Directions for this task: Return the opening lines of the material, word for word. End with the line that contains "use crate::rewrite::PlaceholderStyle;".

Dataset:
· · · ·
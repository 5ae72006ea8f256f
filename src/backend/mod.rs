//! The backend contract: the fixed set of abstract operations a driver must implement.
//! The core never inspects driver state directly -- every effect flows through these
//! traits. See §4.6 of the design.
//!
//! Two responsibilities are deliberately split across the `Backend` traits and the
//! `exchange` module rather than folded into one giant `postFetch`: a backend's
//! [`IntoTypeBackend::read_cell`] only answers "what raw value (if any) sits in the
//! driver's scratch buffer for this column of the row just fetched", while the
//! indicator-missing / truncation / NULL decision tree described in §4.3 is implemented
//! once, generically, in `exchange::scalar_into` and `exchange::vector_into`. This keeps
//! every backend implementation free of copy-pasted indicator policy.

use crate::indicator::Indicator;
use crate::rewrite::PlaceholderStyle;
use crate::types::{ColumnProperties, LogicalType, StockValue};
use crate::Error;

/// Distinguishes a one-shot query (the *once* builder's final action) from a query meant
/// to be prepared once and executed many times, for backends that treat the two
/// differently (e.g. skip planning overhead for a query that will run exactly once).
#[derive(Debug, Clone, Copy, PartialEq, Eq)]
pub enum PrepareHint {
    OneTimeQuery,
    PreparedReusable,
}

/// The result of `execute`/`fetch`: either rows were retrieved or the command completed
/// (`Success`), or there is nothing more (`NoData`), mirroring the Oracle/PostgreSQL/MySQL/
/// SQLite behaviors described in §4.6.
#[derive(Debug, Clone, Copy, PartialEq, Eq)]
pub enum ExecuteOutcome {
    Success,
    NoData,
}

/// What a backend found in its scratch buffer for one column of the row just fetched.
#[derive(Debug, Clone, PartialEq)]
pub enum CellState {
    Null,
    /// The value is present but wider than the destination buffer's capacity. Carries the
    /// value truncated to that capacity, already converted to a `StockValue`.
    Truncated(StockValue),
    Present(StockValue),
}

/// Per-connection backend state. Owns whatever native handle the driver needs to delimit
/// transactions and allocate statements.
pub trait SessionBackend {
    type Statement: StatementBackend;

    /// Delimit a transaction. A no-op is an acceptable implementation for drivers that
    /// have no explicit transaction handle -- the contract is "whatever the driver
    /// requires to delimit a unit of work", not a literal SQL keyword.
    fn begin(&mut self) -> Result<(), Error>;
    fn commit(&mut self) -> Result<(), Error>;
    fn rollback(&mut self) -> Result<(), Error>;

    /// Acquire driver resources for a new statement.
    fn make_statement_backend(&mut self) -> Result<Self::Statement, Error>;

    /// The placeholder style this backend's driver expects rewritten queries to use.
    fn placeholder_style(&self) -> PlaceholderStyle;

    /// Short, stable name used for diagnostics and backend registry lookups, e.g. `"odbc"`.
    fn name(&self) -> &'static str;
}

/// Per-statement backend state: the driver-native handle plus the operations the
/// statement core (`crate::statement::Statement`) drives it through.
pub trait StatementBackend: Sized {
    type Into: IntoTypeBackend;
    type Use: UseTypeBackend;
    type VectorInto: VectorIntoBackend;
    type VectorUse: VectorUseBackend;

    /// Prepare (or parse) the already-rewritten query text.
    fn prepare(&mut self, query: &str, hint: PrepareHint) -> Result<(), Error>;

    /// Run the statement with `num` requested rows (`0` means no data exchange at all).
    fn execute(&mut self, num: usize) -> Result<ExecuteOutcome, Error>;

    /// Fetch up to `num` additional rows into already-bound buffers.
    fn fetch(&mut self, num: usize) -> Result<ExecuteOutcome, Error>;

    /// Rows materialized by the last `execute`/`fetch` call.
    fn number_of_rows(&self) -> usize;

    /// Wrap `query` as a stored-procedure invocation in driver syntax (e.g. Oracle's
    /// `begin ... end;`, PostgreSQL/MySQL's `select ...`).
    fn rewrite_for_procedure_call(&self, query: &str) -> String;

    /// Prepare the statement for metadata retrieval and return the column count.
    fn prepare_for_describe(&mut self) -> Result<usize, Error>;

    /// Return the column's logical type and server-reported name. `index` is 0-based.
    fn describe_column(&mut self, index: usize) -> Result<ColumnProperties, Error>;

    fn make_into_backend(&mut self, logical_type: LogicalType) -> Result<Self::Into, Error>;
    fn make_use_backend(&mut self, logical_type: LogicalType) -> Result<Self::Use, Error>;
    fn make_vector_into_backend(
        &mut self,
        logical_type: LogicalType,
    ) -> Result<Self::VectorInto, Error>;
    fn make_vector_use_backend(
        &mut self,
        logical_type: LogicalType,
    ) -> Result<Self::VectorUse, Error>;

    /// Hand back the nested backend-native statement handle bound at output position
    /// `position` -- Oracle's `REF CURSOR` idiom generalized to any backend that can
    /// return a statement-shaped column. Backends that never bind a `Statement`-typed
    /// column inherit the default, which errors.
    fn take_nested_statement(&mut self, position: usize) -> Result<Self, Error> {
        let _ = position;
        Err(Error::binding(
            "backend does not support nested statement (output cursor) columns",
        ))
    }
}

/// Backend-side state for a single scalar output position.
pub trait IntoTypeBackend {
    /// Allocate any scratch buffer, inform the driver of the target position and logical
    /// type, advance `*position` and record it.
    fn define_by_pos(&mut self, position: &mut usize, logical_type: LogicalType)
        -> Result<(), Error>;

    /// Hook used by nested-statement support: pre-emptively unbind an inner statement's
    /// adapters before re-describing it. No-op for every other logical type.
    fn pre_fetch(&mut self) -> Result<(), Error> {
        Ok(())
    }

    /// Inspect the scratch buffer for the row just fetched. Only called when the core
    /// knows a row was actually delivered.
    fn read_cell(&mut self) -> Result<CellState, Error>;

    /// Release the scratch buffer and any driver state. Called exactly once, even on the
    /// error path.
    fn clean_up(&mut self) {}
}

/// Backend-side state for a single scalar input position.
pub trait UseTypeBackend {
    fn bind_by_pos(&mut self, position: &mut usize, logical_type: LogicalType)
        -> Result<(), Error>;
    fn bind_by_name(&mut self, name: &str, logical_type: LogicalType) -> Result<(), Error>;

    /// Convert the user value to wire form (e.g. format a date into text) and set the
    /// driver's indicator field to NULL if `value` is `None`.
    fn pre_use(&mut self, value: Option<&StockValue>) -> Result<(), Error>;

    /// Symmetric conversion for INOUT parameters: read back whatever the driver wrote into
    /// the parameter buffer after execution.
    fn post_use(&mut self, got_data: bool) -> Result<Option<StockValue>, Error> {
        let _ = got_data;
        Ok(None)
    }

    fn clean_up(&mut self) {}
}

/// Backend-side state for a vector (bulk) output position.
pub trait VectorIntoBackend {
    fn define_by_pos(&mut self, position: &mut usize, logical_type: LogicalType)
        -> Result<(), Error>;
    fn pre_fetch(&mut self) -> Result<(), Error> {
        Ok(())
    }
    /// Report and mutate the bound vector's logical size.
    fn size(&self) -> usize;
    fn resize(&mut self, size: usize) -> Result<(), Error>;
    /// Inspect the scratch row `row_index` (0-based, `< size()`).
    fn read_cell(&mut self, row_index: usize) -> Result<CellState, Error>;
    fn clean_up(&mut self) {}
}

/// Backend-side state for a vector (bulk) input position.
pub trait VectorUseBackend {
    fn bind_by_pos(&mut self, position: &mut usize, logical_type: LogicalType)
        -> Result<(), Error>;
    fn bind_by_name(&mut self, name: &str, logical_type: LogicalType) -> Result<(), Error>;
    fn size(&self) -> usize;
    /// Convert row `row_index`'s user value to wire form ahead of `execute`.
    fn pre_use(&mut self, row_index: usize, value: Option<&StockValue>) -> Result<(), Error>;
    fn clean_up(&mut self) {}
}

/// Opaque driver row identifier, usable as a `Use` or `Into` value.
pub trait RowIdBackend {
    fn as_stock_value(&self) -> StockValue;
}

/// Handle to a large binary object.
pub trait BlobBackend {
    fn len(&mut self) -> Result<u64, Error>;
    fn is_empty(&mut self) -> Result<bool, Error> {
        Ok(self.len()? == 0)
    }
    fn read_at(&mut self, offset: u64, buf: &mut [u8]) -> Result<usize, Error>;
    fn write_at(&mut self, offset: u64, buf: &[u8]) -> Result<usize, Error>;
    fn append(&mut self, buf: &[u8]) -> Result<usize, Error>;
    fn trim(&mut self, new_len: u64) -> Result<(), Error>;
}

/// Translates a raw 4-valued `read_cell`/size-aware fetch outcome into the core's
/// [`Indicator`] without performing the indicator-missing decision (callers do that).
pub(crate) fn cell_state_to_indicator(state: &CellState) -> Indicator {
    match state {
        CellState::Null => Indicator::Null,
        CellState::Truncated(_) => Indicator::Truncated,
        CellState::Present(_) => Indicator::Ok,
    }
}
· · · ·
Reply:
repository 5ae72006ea8f256f
filename src/backend/mod.rs
//! The backend contract: the fixed set of abstract operations a driver must implement.
//! The core never inspects driver state directly -- every effect flows through these
//! traits. See §4.6 of the design.
//!
//! Two responsibilities are deliberately split across the `Backend` traits and the
//! `exchange` module rather than folded into one giant `postFetch`: a backend's
//! [`IntoTypeBackend::read_cell`] only answers "what raw value (if any) sits in the
//! driver's scratch buffer for this column of the row just fetched", while the
//! indicator-missing / truncation / NULL decision tree described in §4.3 is implemented
//! once, generically, in `exchange::scalar_into` and `exchange::vector_into`. This keeps
//! every backend implementation free of copy-pasted indicator policy.

use crate::indicator::Indicator;
use crate::rewrite::PlaceholderStyle;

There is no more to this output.